**Problem details**
Across all the entries below, count each line that holds "struct" and report the figure only.
-- Recorded information follows --
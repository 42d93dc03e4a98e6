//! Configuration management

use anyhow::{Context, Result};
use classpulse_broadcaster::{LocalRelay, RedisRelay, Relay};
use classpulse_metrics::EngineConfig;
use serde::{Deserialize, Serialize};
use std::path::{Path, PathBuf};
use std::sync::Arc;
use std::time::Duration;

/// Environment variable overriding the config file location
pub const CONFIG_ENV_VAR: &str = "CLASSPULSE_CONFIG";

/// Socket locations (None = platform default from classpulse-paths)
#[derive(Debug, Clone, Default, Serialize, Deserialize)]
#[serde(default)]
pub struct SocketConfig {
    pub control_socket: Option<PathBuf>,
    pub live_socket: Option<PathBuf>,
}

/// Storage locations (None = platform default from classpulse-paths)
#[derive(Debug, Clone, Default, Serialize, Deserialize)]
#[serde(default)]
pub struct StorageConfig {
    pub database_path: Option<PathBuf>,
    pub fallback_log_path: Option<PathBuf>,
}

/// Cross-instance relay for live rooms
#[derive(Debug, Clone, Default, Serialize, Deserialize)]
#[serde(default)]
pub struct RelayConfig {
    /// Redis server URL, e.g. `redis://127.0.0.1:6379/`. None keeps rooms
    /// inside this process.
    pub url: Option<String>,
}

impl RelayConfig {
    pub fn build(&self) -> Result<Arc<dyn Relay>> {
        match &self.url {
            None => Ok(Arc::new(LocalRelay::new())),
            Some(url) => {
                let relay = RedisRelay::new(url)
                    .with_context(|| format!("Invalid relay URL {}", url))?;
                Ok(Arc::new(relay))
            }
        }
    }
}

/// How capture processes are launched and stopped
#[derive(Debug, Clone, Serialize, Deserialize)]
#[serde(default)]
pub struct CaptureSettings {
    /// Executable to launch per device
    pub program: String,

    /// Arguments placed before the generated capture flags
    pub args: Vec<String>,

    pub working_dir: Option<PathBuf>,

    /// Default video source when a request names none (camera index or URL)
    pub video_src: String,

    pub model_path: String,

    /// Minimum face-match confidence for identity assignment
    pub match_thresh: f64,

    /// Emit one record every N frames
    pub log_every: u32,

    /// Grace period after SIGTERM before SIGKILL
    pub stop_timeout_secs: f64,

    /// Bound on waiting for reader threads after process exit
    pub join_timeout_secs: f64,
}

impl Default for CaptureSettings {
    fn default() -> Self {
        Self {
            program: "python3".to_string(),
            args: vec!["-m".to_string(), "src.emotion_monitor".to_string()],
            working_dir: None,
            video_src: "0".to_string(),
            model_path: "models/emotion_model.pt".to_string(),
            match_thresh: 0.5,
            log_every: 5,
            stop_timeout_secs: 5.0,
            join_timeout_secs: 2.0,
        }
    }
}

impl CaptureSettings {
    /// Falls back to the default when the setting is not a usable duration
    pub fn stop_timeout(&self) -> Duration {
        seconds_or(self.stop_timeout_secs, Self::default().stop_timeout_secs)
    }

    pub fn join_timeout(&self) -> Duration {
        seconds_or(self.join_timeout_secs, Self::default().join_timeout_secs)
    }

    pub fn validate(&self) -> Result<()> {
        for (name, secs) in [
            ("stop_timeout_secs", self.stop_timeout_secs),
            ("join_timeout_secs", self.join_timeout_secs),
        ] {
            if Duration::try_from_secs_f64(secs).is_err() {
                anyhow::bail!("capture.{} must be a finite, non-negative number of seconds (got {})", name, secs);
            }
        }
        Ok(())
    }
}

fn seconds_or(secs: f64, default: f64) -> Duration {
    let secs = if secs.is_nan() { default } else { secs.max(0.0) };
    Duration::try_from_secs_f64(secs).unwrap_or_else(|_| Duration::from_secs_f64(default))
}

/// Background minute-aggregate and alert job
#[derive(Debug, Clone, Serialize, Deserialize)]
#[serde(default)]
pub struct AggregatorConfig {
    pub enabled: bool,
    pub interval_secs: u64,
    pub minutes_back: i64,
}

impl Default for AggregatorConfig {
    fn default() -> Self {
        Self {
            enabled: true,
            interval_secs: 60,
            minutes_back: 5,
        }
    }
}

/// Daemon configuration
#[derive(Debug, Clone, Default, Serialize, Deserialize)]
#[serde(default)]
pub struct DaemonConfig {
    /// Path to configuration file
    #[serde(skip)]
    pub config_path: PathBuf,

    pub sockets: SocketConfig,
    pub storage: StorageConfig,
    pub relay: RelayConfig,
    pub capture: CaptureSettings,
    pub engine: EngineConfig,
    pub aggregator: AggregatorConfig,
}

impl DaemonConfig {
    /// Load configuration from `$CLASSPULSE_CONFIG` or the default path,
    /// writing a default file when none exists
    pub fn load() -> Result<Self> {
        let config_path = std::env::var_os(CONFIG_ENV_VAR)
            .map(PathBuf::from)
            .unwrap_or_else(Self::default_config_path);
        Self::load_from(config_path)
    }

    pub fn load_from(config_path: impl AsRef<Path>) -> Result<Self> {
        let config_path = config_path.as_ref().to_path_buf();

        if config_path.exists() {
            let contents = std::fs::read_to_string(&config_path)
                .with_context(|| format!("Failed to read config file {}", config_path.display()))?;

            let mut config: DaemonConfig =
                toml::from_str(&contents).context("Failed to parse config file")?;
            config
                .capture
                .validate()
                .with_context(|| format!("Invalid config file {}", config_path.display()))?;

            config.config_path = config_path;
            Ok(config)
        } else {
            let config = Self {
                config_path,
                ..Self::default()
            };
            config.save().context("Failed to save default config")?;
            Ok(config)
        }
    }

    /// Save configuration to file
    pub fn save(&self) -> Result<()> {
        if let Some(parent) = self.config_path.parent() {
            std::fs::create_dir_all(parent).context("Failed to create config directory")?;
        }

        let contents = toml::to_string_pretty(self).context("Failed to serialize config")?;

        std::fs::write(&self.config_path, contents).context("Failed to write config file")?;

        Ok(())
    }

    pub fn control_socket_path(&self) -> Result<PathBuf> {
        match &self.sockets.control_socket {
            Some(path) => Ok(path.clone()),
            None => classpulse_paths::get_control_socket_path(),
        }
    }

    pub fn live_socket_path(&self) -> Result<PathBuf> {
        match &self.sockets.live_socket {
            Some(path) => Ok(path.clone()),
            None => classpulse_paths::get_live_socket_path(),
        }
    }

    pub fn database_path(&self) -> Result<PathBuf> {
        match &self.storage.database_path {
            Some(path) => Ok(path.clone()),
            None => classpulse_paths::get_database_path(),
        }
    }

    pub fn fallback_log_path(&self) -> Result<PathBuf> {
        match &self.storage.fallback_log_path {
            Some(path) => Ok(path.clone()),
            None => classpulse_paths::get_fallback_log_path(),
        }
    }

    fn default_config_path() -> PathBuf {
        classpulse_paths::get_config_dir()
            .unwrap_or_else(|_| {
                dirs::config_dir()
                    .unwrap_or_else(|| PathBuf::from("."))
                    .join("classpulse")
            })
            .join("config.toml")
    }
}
-- Recorded information concluded --
**Written reply**
6